Appropriate management of natural resources at centre of solutions to climate change, says International Resource Panel

Paris, France, 30 November 2015 – Decoupling economic growth from escalating resource use should be an integral part of climate policy, according to a group of the world’s most renowned natural resources scientists. 

As nations gathered at COP21 in Paris for their first day of deliberations to determine a new, global climate regime, the IRP said a “whole system perspective” was crucial when considering climate policy.

Releasing its Ten Messages on Climate Change today, the International Resource Panel (IRP) said natural resource management and climate change were intrinsically linked, with a large part of global energy use, and therefore greenhouse gas (GHG) emissions, tied directly to the acquisition, processing, transport, conversion, use and disposal of resources.

Raising resource productivity through improved efficiency and reducing resource waste could lower resource consumption and GHG emissions, bringing economic gains and promoting more equitable access to resources, the IRP said. Moreover, through decoupling, developing countries could cut the increase in annual energy demand by more than half over the next 12 years, while realizing their development goals. 

“Policy changes aimed at mitigating GHG emissions affect not only the stability of the climate, but also other environmental aspects and resource use, positively or negatively,” the IRP co-chair, Janez Potoènik, said. “A whole system approach that connects production, consumption and their impacts on the environment and resources helps prevent adverse unintended consequences of GHG emission mitigation”.

This argument is further underpinned by the new IRP report, Green Energy Choices: the Benefits, Risks and Trade-offs of Low-Carbon Technologies for Electricity Production, also released today.
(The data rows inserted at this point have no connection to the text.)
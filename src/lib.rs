//! Time-range validating reverse proxy library.
//!
//! Accepts a `start_datetime`/`end_datetime` query on a single endpoint,
//! validates it, and forwards it to one fixed backend with a deadline that
//! grows with the width of the range.

pub mod config;
pub mod error;
pub mod http;
pub mod lifecycle;
pub mod observability;
pub mod query;
pub mod resilience;
pub mod security;

pub use config::schema::ProxyConfig;
pub use error::{ErrorKind, ProxyError};
pub use http::HttpServer;
pub use lifecycle::Shutdown;
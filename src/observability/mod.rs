//! Observability subsystem.
//!
//! # Data Flow
//! ```text
//! All subsystems produce:
//!     → logging.rs (structured log events)
//!     → metrics.rs (counters, histograms)
//!
//! Consumers:
//!     → Log aggregation (stdout, pretty or JSON)
//!     → Metrics endpoint (Prometheus scrape)
//! ```
//!
//! # Design Decisions
//! - Request ID flows from the request-id layer into backend calls and logs
//! - Metrics are off by default

pub mod logging;
pub mod metrics;
//! Connection actor: the protocol state machine for one client.
//!
//! Each connection runs two tasks. The inbound task reads frames, drives the
//! handshake, dispatches methods and subscriptions and owns the merge box.
//! The outbound task in [`writer`] drains the push queue to the transport and
//! sends keep-alive pings. Publication handlers never touch connection state
//! directly: their pushes arrive as commands on a channel that only the
//! inbound task reads, interleaved with inbound frames.

mod counter;
mod dispatch;
mod error;
mod state;
mod writer;

use std::{net::SocketAddr, sync::Arc};

pub use counter::active_connection_count;
use counter::ActiveConnection;
pub use error::SessionError;
use log::{info, warn};
use state::SessionState;
use tokio::{sync::mpsc, time::Instant};
use tokio_util::sync::CancellationToken;

use crate::{
    app::AppState,
    context::SubscriptionCommand,
    message::Message,
    metrics,
    push::{PushHandle, PushQueue},
    session::{ConnectionId, RegistryHandle},
    transport::{Transport, TransportReader},
};

/// Keeps a connection registered for as long as it is alive.
struct Registration {
    registry: RegistryHandle,
    id: ConnectionId,
}

impl Registration {
    fn new(registry: RegistryHandle, id: ConnectionId, shutdown: CancellationToken) -> Self {
        if !registry.register(id, shutdown.clone()) {
            warn!("session registry unavailable, closing: id={id}");
            shutdown.cancel();
        }
        Self { registry, id }
    }
}

impl Drop for Registration {
    fn drop(&mut self) { self.registry.unregister(self.id); }
}

/// Serves one client over a split transport.
pub struct ConnectionActor<T> {
    transport: T,
    app: Arc<AppState>,
    registry: RegistryHandle,
    id: ConnectionId,
    peer: Option<SocketAddr>,
}

impl<T: Transport> ConnectionActor<T> {
    /// Create an actor for `transport` with a fresh [`ConnectionId`].
    #[must_use]
    pub fn new(transport: T, app: Arc<AppState>, registry: RegistryHandle) -> Self {
        Self {
            transport,
            app,
            registry,
            id: ConnectionId::next(),
            peer: None,
        }
    }

    /// Record the remote address for logging.
    #[must_use]
    pub fn with_peer(mut self, peer: SocketAddr) -> Self {
        self.peer = Some(peer);
        self
    }

    #[must_use]
    pub fn id(&self) -> ConnectionId { self.id }

    /// Run the connection until the client leaves or a fatal error occurs.
    ///
    /// The connection is registered for the duration of the call and
    /// unregistered exactly once on the way out. Frames queued before the
    /// end, such as a `failed` reply, are flushed before the transport
    /// closes.
    ///
    /// # Errors
    ///
    /// Returns a [`SessionError`] describing why the connection failed. A
    /// clean close by the client or the registry is `Ok`.
    pub async fn run(self) -> Result<(), SessionError> {
        let Self {
            transport,
            app,
            registry,
            id,
            peer,
        } = self;
        let cfg = *app.session_config();
        let (queue, push) = PushQueue::builder()
            .capacity(cfg.outbound_capacity)
            .policy(cfg.push_policy)
            .build()?;

        let shutdown = CancellationToken::new();
        let active = ActiveConnection::new();
        info!(
            "connection opened: ddpframe_active_connections={}, id={id}, peer={peer:?}",
            active_connection_count()
        );
        let registration = Registration::new(registry, id, shutdown.clone());

        let (reader, writer) = transport.split();
        let writer_task = tokio::spawn(writer::run(
            writer,
            queue,
            Arc::clone(&app),
            shutdown.clone(),
            id,
        ));

        let (commands_tx, commands) = mpsc::unbounded_channel();
        let mut inbound = Inbound {
            id,
            app,
            push,
            commands_tx,
            commands,
            state: SessionState::new(),
            deadline: Instant::now() + cfg.pong_wait,
            shutdown,
        };
        let mut result = inbound.run(reader).await;
        let subscriptions = inbound.state.subscription_count();
        inbound.teardown();
        drop(inbound);
        drop(registration);

        match writer_task.await {
            Ok(Ok(())) => {}
            Ok(Err(e)) => {
                if result.is_ok() {
                    result = Err(e);
                }
            }
            Err(e) => warn!("connection writer task failed: id={id}, error={e}"),
        }

        match &result {
            Ok(()) => info!(
                "connection closed: id={id}, peer={peer:?}, subscriptions={subscriptions}"
            ),
            Err(e) => {
                metrics::inc_errors(e.kind());
                warn!(
                    "connection closed with error: id={id}, peer={peer:?}, \
                     subscriptions={subscriptions}, error={e}"
                );
            }
        }
        drop(active);
        result
    }
}

/// State and channels of the inbound task.
struct Inbound {
    id: ConnectionId,
    app: Arc<AppState>,
    push: PushHandle<Message>,
    commands_tx: mpsc::UnboundedSender<SubscriptionCommand>,
    commands: mpsc::UnboundedReceiver<SubscriptionCommand>,
    state: SessionState,
    /// Read deadline, pushed back by every `pong`.
    deadline: Instant,
    shutdown: CancellationToken,
}

impl Inbound {
    async fn run<R: TransportReader>(&mut self, mut reader: R) -> Result<(), SessionError> {
        self.send(Message::server_id(self.app.server_id())).await?;
        let shutdown = self.shutdown.clone();
        let pong_wait = self.app.session_config().pong_wait;

        loop {
            tokio::select! {
                biased;

                () = shutdown.cancelled() => return Ok(()),
                Some(command) = self.commands.recv() => self.apply(command).await?,
                read = tokio::time::timeout_at(self.deadline, reader.recv()) => {
                    let frame = match read {
                        Err(_) => return Err(SessionError::ReadTimeout(pong_wait)),
                        Ok(None) => return Ok(()),
                        Ok(Some(frame)) => frame?,
                    };
                    self.handle_frame(&frame).await?;
                }
            }
        }
    }

    /// Queue a frame for the writer.
    async fn send(&self, message: Message) -> Result<(), SessionError> {
        self.push.push(message).await?;
        Ok(())
    }

    /// Stop every subscription without emitting deltas.
    fn teardown(&mut self) {
        for sub in self.state.drain_subscriptions() {
            sub.context.stop();
            metrics::dec_subscriptions();
        }
    }
}

#[cfg(test)]
mod tests;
This assesses nine low-carbon energy technologies, which will be essential for meeting 2°C objective and growing energy demand.   

For the first time, countries making the decision about which renewal energy technology to use have clear, comparative science-based information about not only their GHG reduction benefits but also about other positive and negative environmental, human health, and natural resource use impacts. 

Achim Steiner, Executive Director of UNEP, said, “Clean energy technologies such as photovoltaic and wind power have clear benefits in terms of tackling climate change and air pollution, and providing access to clean and affordable energy. 

“These technologies will be critical to keeping global warming under 2°C, but we need to remain cognizant of their effects on the environment, such as their higher use of metals like steel and copper in manufacturing. As countries look to meet their energy needs while combatting climate change, this report can help identify the most sustainable mix of energy technologies to accomplish that goal.”   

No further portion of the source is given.